Back at club level, Everton again capitulated in the semi-finals of the FA Cup in 1971, with Ball's opening goal overhauled by two strikes from Merseyside rivals Liverpool, who went on to lose the final to "double"-chasing Arsenal. Ball played 259 times for the Toffees, in all scoring 79 goals.

Arsenal 
On 22 December 1971, Arsenal paid a record fee of £220,000 to take Ball to Highbury. He was 26 years of age and at his peak for both form and fitness when he joined Arsenal; he made his debut against Nottingham Forest on 27 December 1971.
However, Arsenal could not defend their League title in 1971–72 and also lost their grasp on the FA Cup when Leeds United beat them 1–0 in the centenary final at Wembley.
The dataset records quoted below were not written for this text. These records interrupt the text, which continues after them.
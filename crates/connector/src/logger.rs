//! Archive of everything published under a subject, one line per message.

use chrono::{SecondsFormat, Utc};
use relay_middleware::Transport;
use tokio::io::{AsyncWrite, AsyncWriteExt};
use tokio::select;
use tokio::sync::watch;
use tracing::{debug, info};

use crate::error::LoggerError;

/// `<receive time> <subject> <payload>`
pub fn format_line(subject: &str, payload: &[u8]) -> String {
    format!(
        "{} {} {}\n",
        Utc::now().to_rfc3339_opts(SecondsFormat::Micros, true),
        subject,
        String::from_utf8_lossy(payload)
    )
}

/// Subscribe to `subject` and append every message to `out` until shutdown.
/// Returns the number of lines written.
pub async fn run_logger<W>(
    transport: &dyn Transport,
    subject: &str,
    out: &mut W,
    mut shutdown: watch::Receiver<bool>,
) -> Result<u64, LoggerError>
where
    W: AsyncWrite + Unpin + Send,
{
    let mut subscription = transport.subscribe(subject).await?;
    info!(subject = %subject, "Logging messages");

    let mut written = 0u64;
    loop {
        if *shutdown.borrow() {
            break;
        }
        select! {
            changed = shutdown.changed() => {
                if changed.is_err() {
                    break;
                }
            }
            msg = subscription.next() => {
                let msg = msg?;
                out.write_all(format_line(&msg.subject, &msg.payload).as_bytes()).await?;
                out.flush().await?;
                written += 1;
                debug!(subject = %msg.subject, "Logged message");
            }
        }
    }

    subscription.unsubscribe().await?;
    info!(lines = written, "Logger stopped");
    Ok(written)
}

#[cfg(test)]
mod tests {
    use super::*;
    use bytes::Bytes;
    use relay_middleware::InMemoryTransport;
    use std::sync::Arc;

    #[test]
    fn test_format_line() {
        let line = format_line("platform.HALO.location", br#"{"lat":13.1}"#);
        let parts: Vec<&str> = line.trim_end().splitn(3, ' ').collect();
        assert_eq!(parts.len(), 3);
        assert!(parts[0].ends_with('Z'));
        assert_eq!(parts[1], "platform.HALO.location");
        assert_eq!(parts[2], r#"{"lat":13.1}"#);
        assert!(line.ends_with('\n'));
    }

    #[tokio::test]
    async fn test_logger_writes_retained_and_live_messages() {
        let transport = Arc::new(InMemoryTransport::new());
        transport
            .publish_retained("platform.RHB.location", Bytes::from(r#"{"lat":1.0}"#))
            .await
            .unwrap();

        let (tx, rx) = watch::channel(false);
        let logger_transport = transport.clone();
        let handle = tokio::spawn(async move {
            let mut out: Vec<u8> = Vec::new();
            let written = run_logger(logger_transport.as_ref(), "platform.>", &mut out, rx).await?;
            Ok::<_, LoggerError>((written, out))
        });

        // Let the logger subscribe before publishing live.
        tokio::time::sleep(std::time::Duration::from_millis(50)).await;
        transport
            .publish("platform.HALO.location", Bytes::from(r#"{"lat":2.0}"#))
            .await
            .unwrap();
        tokio::time::sleep(std::time::Duration::from_millis(50)).await;
        tx.send(true).unwrap();

        let (written, out) = handle.await.unwrap().unwrap();
        let text = String::from_utf8(out).unwrap();
        let lines: Vec<&str> = text.lines().collect();
        assert_eq!(written, 2);
        assert!(lines[0].contains(r#"platform.RHB.location {"lat":1.0}"#));
        assert!(lines[1].contains(r#"platform.HALO.location {"lat":2.0}"#));
    }
}
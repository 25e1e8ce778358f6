//! In-memory implementation for testing
pub mod transport;

pub use transport::InMemoryTransport;
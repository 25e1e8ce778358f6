//! Tailing of remote, append-only text documents over HTTP byte ranges.
//!
//! A [`RangeTailer`] remembers how many bytes of the document it has consumed
//! and asks for the rest with `Range: bytes=<offset>-`. New bytes are split on
//! a delimiter; complete records are handed out, the trailing fragment is kept
//! until a later fetch completes it.

use std::time::Duration;

use async_trait::async_trait;
use bytes::Bytes;
use reqwest::header::RANGE;
use reqwest::{Client, StatusCode};
use tokio::time::{sleep, Instant};
use tracing::{debug, trace, warn};

use crate::error::FetchError;
use crate::metrics;

/// Answer to a ranged fetch
#[derive(Debug, Clone, PartialEq)]
pub enum RangeResponse {
    /// The whole document; the server ignored the range (200)
    Full(Bytes),
    /// The requested suffix (206)
    Partial(Bytes),
    /// No bytes beyond the offset yet (416)
    NotSatisfiable,
}

/// Something that can return a document from a byte offset onward
#[async_trait]
pub trait RangeSource: Send + Sync {
    fn url(&self) -> &str;

    async fn fetch_from(&self, offset: u64) -> Result<RangeResponse, FetchError>;
}

/// [`RangeSource`] backed by an HTTP GET with a `Range` header.
///
/// Offsets count bytes of the identity encoding, so the client must not
/// negotiate compression.
pub struct HttpRangeSource {
    client: Client,
    url: String,
}

impl HttpRangeSource {
    pub fn new(client: Client, url: impl Into<String>) -> Self {
        Self {
            client,
            url: url.into(),
        }
    }
}

#[async_trait]
impl RangeSource for HttpRangeSource {
    fn url(&self) -> &str {
        &self.url
    }

    async fn fetch_from(&self, offset: u64) -> Result<RangeResponse, FetchError> {
        let response = self
            .client
            .get(&self.url)
            .header(RANGE, format!("bytes={}-", offset))
            .send()
            .await?;

        match response.status() {
            StatusCode::OK => Ok(RangeResponse::Full(response.bytes().await?)),
            StatusCode::PARTIAL_CONTENT => Ok(RangeResponse::Partial(response.bytes().await?)),
            StatusCode::RANGE_NOT_SATISFIABLE => Ok(RangeResponse::NotSatisfiable),
            status => Err(FetchError::Status {
                url: self.url.clone(),
                status: status.as_u16(),
            }),
        }
    }
}

/// Splits a byte stream into delimiter-terminated records across chunk boundaries
#[derive(Debug, Clone)]
pub struct LineSplitter {
    delimiter: Vec<u8>,
    remainder: Vec<u8>,
}

impl LineSplitter {
    /// An empty delimiter falls back to `\n`.
    pub fn new(delimiter: impl Into<Vec<u8>>) -> Self {
        let mut delimiter = delimiter.into();
        if delimiter.is_empty() {
            warn!("Empty record delimiter, using newline");
            delimiter = b"\n".to_vec();
        }
        Self {
            delimiter,
            remainder: Vec::new(),
        }
    }

    /// Append `data` and return every record it completes, delimiter stripped.
    pub fn push(&mut self, data: &[u8]) -> Vec<Bytes> {
        self.remainder.extend_from_slice(data);

        let mut records = Vec::new();
        let mut start = 0;
        while let Some(pos) = find(&self.remainder[start..], &self.delimiter) {
            records.push(Bytes::copy_from_slice(&self.remainder[start..start + pos]));
            start += pos + self.delimiter.len();
        }
        self.remainder.drain(..start);
        records
    }

    /// Bytes received after the last complete record
    pub fn remainder(&self) -> &[u8] {
        &self.remainder
    }

    pub fn delimiter(&self) -> &[u8] {
        &self.delimiter
    }
}

fn find(haystack: &[u8], needle: &[u8]) -> Option<usize> {
    match needle {
        [single] => haystack.iter().position(|b| b == single),
        _ => haystack.windows(needle.len()).position(|w| w == needle),
    }
}

/// Incremental reader of one growing remote document
pub struct RangeTailer<S: RangeSource = HttpRangeSource> {
    source: S,
    splitter: LineSplitter,
    byte_offset: u64,
    last_request: Option<Instant>,
    throttle: Duration,
}

impl<S: RangeSource> RangeTailer<S> {
    pub fn new(source: S, throttle: Duration, delimiter: impl Into<Vec<u8>>) -> Self {
        Self {
            source,
            splitter: LineSplitter::new(delimiter),
            byte_offset: 0,
            last_request: None,
            throttle,
        }
    }

    /// Newline-delimited tailer
    pub fn lines(source: S, throttle: Duration) -> Self {
        Self::new(source, throttle, b"\n".to_vec())
    }

    /// Skip the first `offset` bytes of the document
    pub fn starting_at(mut self, offset: u64) -> Self {
        self.byte_offset = offset;
        self
    }

    pub fn url(&self) -> &str {
        self.source.url()
    }

    /// Bytes consumed so far
    pub fn byte_offset(&self) -> u64 {
        self.byte_offset
    }

    pub fn remainder(&self) -> &[u8] {
        self.splitter.remainder()
    }

    async fn wait_for_throttle(&self) {
        if let Some(last) = self.last_request {
            let elapsed = last.elapsed();
            if elapsed < self.throttle {
                let wait = self.throttle - elapsed;
                trace!(url = %self.url(), wait_ms = wait.as_millis() as u64, "Throttling range request");
                sleep(wait).await;
            }
        }
    }

    /// Fetch whatever was appended since the last poll and return the records
    /// it completes, in document order. May return an empty vector.
    pub async fn poll(&mut self) -> Result<Vec<Bytes>, FetchError> {
        self.wait_for_throttle().await;

        let response = self.source.fetch_from(self.byte_offset).await;
        self.last_request = Some(Instant::now());

        let new_data = match response? {
            RangeResponse::Partial(body) => body,
            RangeResponse::Full(body) => {
                if self.byte_offset > 0 {
                    warn!(
                        url = %self.url(),
                        offset = self.byte_offset,
                        "Server ignored range request, skipping already consumed bytes"
                    );
                }
                let skip = usize::try_from(self.byte_offset)
                    .unwrap_or(usize::MAX)
                    .min(body.len());
                body.slice(skip..)
            }
            RangeResponse::NotSatisfiable => {
                trace!(url = %self.url(), offset = self.byte_offset, "No new bytes");
                return Ok(Vec::new());
            }
        };

        self.byte_offset += new_data.len() as u64;
        metrics::add_tailed_bytes(self.source.url(), new_data.len());

        let records = self.splitter.push(&new_data);
        debug!(
            url = %self.url(),
            bytes = new_data.len(),
            records = records.len(),
            offset = self.byte_offset,
            "Tailed document"
        );
        Ok(records)
    }
}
Ball had continued to play for Arsenal through all this time, as a near-constant member of the first team at first, including 50 appearances in 1972–73. However, Arsenal's Double-winning side was soon dismantled and their replacements proved inadequate; Ball remained one of the few quality players in the Arsenal side, and he was made club captain in 1974. In April 1974 Ball broke his leg, resulting in his missing the start of the 1974–75 season, in which Arsenal finished 16th. Ball also missed the start of the 1975–76 season after an injury in the pre-season friendly at Crewe Alexandra, Arsenal subsequently finished in 17th place that season. Bertie Mee resigned as Arsenal manager in the summer of 1976 and it was clear new manager Terry Neill wanted to take the club in a new direction. Now aged 31, Ball continued to play for Arsenal until December 1976, when he was sold to Southampton for a fee of £60,000. In total he made 217 appearances for the Gunners, scoring 52 goals.

Southampton 
Ball's move to Southampton was symmetrical in that he had arrived at clubs, namely Everton, Arsenal and Southampton in 1966, 1971 and 1976, when each were holders of the FA Cup. He helped Southampton earn promotion back to the First Division in 1978 and picked up a League Cup runners-up medal in 1979 after they were beaten 3–2 by Nottingham Forest.

Move to North America 
Ball then went to play in the decade-old North American Soccer League, joining the Philadelphia Fury as a player in May 1978. He was named player-coach after former Newcastle United coach Richard Dinnis was fired in June. One season later, after he was no longer coaching, he was sold to the Vancouver Whitecaps in June 1979. Almost instantly he made a huge impact with the Whitecaps and helped lead them to the NASL Soccer Bowl title that September. He also walked away with the 1979 Playoff MVP award, scoring seven goals in nine games.

Return to Blackpool 
He returned to Britain in February 1980 as player-manager of his first professional club, Blackpool, after honouring the remainder of his contract with Vancouver. Blackpool's general manager Freddie Scott substituted in the meantime. Ball's appointment was well received by the Blackpool supporters, and he returned with enthusiasm, a desire to bring back the good times to the club, and still had enough energy to take the field occasionally.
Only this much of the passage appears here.